(Dataset records begins)
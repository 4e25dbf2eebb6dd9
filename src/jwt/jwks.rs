//! JWKS client (spec §4.4): synchronous initial fetch, kid-indexed key cache, periodic
//! background refresh. Cache replacement is lock-free via [`arc_swap::ArcSwap`], the same
//! atomic-cache-pointer-swap idiom `brrtrouter`'s `JwksBearerProvider` uses a mutex for —
//! here backed by `arc-swap` so readers never block the refresher.

use crate::error::RunnerError;
use arc_swap::ArcSwap;
use base64::Engine as _;
use std::collections::HashMap;
use std::sync::atomic::{AtomicBool, Ordering};
use std::sync::{Arc, Mutex};
use std::thread::JoinHandle;
use std::time::Duration;
use tracing::{debug, warn};

const COMPONENT: &str = "jwt.jwks";

/// kid-indexed decoding key cache, fully replaced on each successful refresh.
type KeyMap = HashMap<String, jsonwebtoken::DecodingKey>;

fn fetch_and_parse(url: &str) -> Result<KeyMap, RunnerError> {
    let client = reqwest::blocking::Client::builder()
        .timeout(Duration::from_secs(10))
        .build()
        .map_err(|e| RunnerError::internal(COMPONENT, format!("building http client: {e}")))?;
    let body = client
        .get(url)
        .send()
        .and_then(|r| r.error_for_status())
        .and_then(|r| r.text())
        .map_err(|e| RunnerError::timeout(COMPONENT, format!("fetching jwks: {e}")))?;
    parse_jwks(&body)
}

/// Parse a JWKS document body. Only `use = "sig"` entries are admitted; unsupported
/// `kty`/`alg` combinations are logged and skipped (spec §4.4 "Parse rules").
fn parse_jwks(body: &str) -> Result<KeyMap, RunnerError> {
    let parsed: serde_json::Value = serde_json::from_str(body)
        .map_err(|e| RunnerError::parse_failed(COMPONENT, format!("jwks body is not json: {e}")))?;
    let keys = parsed
        .get("keys")
        .and_then(|v| v.as_array())
        .ok_or_else(|| RunnerError::parse_failed(COMPONENT, "jwks document missing 'keys' array"))?;

    let mut map = KeyMap::new();
    for key in keys {
        let usage = key.get("use").and_then(|v| v.as_str()).unwrap_or("sig");
        if usage != "sig" {
            continue;
        }
        let kid = match key.get("kid").and_then(|v| v.as_str()) {
            Some(k) => k.to_string(),
            None => continue,
        };
        let kty = key.get("kty").and_then(|v| v.as_str()).unwrap_or("");
        let alg = key.get("alg").and_then(|v| v.as_str()).unwrap_or("");

        let decoding_key = match kty {
            "oct" => key
                .get("k")
                .and_then(|v| v.as_str())
                .and_then(|k| base64::engine::general_purpose::URL_SAFE_NO_PAD.decode(k).ok())
                .map(|secret| jsonwebtoken::DecodingKey::from_secret(&secret)),
            "RSA" => {
                let n = key.get("n").and_then(|v| v.as_str());
                let e = key.get("e").and_then(|v| v.as_str());
                match (n, e) {
                    (Some(n), Some(e)) => jsonwebtoken::DecodingKey::from_rsa_components(n, e).ok(),
                    _ => None,
                }
            }
            "EC" => {
                let x = key.get("x").and_then(|v| v.as_str());
                let y = key.get("y").and_then(|v| v.as_str());
                match (x, y) {
                    (Some(x), Some(y)) => jsonwebtoken::DecodingKey::from_ec_components(x, y).ok(),
                    _ => None,
                }
            }
            other => {
                debug!(kty = other, alg, "jwks: skipping unsupported key type");
                None
            }
        };

        match decoding_key {
            Some(dk) => {
                map.insert(kid, dk);
            }
            None => warn!(kid = %kid, kty, alg, "jwks: failed to build decoding key, skipping"),
        }
    }
    Ok(map)
}

/// Fetches a JWKS document, maintains a kid-indexed key cache, and keeps it fresh with a
/// background refresher thread.
pub struct JwksClient {
    url: String,
    cache: Arc<ArcSwap<KeyMap>>,
    refresh_handle: Mutex<Option<JoinHandle<()>>>,
    stop: Arc<AtomicBool>,
}

impl JwksClient {
    /// Synchronous initial fetch; fails construction if the fetch or parse fails.
    pub fn new(url: impl Into<String>, refresh_interval: Duration) -> Result<Self, RunnerError> {
        let url = url.into();
        let initial = fetch_and_parse(&url)?;
        let cache = Arc::new(ArcSwap::from_pointee(initial));
        let stop = Arc::new(AtomicBool::new(false));

        let handle = {
            let url = url.clone();
            let cache = Arc::clone(&cache);
            let stop = Arc::clone(&stop);
            // Sleep in short, stop-responsive increments but only actually refresh once
            // refresh_interval has elapsed, so close() reacts within the tick rather than
            // the full interval even when refresh_interval is minutes or hours.
            let tick = refresh_interval.min(Duration::from_secs(1)).max(Duration::from_millis(50));
            std::thread::spawn(move || {
                let mut since_last_refresh = Duration::ZERO;
                while !stop.load(Ordering::Acquire) {
                    std::thread::sleep(tick);
                    if stop.load(Ordering::Acquire) {
                        break;
                    }
                    since_last_refresh += tick;
                    if since_last_refresh < refresh_interval {
                        continue;
                    }
                    since_last_refresh = Duration::ZERO;
                    match fetch_and_parse(&url) {
                        Ok(fresh) => cache.store(Arc::new(fresh)),
                        Err(e) => warn!(error = %e, "jwks background refresh failed, keeping stale cache"),
                    }
                }
            })
        };

        Ok(JwksClient {
            url,
            cache,
            refresh_handle: Mutex::new(Some(handle)),
            stop,
        })
    }

    /// Constant-time lookup against the current cache.
    pub fn get_key(&self, kid: &str) -> Result<jsonwebtoken::DecodingKey, RunnerError> {
        self.cache
            .load()
            .get(kid)
            .cloned()
            .ok_or_else(|| RunnerError::auth_failed(COMPONENT, format!("key not found for kid '{kid}'")))
    }

    /// Synchronous manual refresh, used during key-rotation retry.
    pub fn refresh(&self) -> Result<(), RunnerError> {
        let fresh = fetch_and_parse(&self.url)?;
        self.cache.store(Arc::new(fresh));
        Ok(())
    }

    /// Stops the background refresher. Idempotent.
    pub fn close(&self) {
        if self.stop.swap(true, Ordering::AcqRel) {
            return;
        }
        if let Ok(mut guard) = self.refresh_handle.lock() {
            if let Some(handle) = guard.take() {
                let _ = handle.join();
            }
        }
    }
}

impl Drop for JwksClient {
    fn drop(&mut self) {
        self.close();
    }
}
(Dataset records ends)
● **Description of the task**:
Whenever a line of the listing above holds the string "JoinHandle", include it in the count, and report only the final number.

● **Answer below**:
2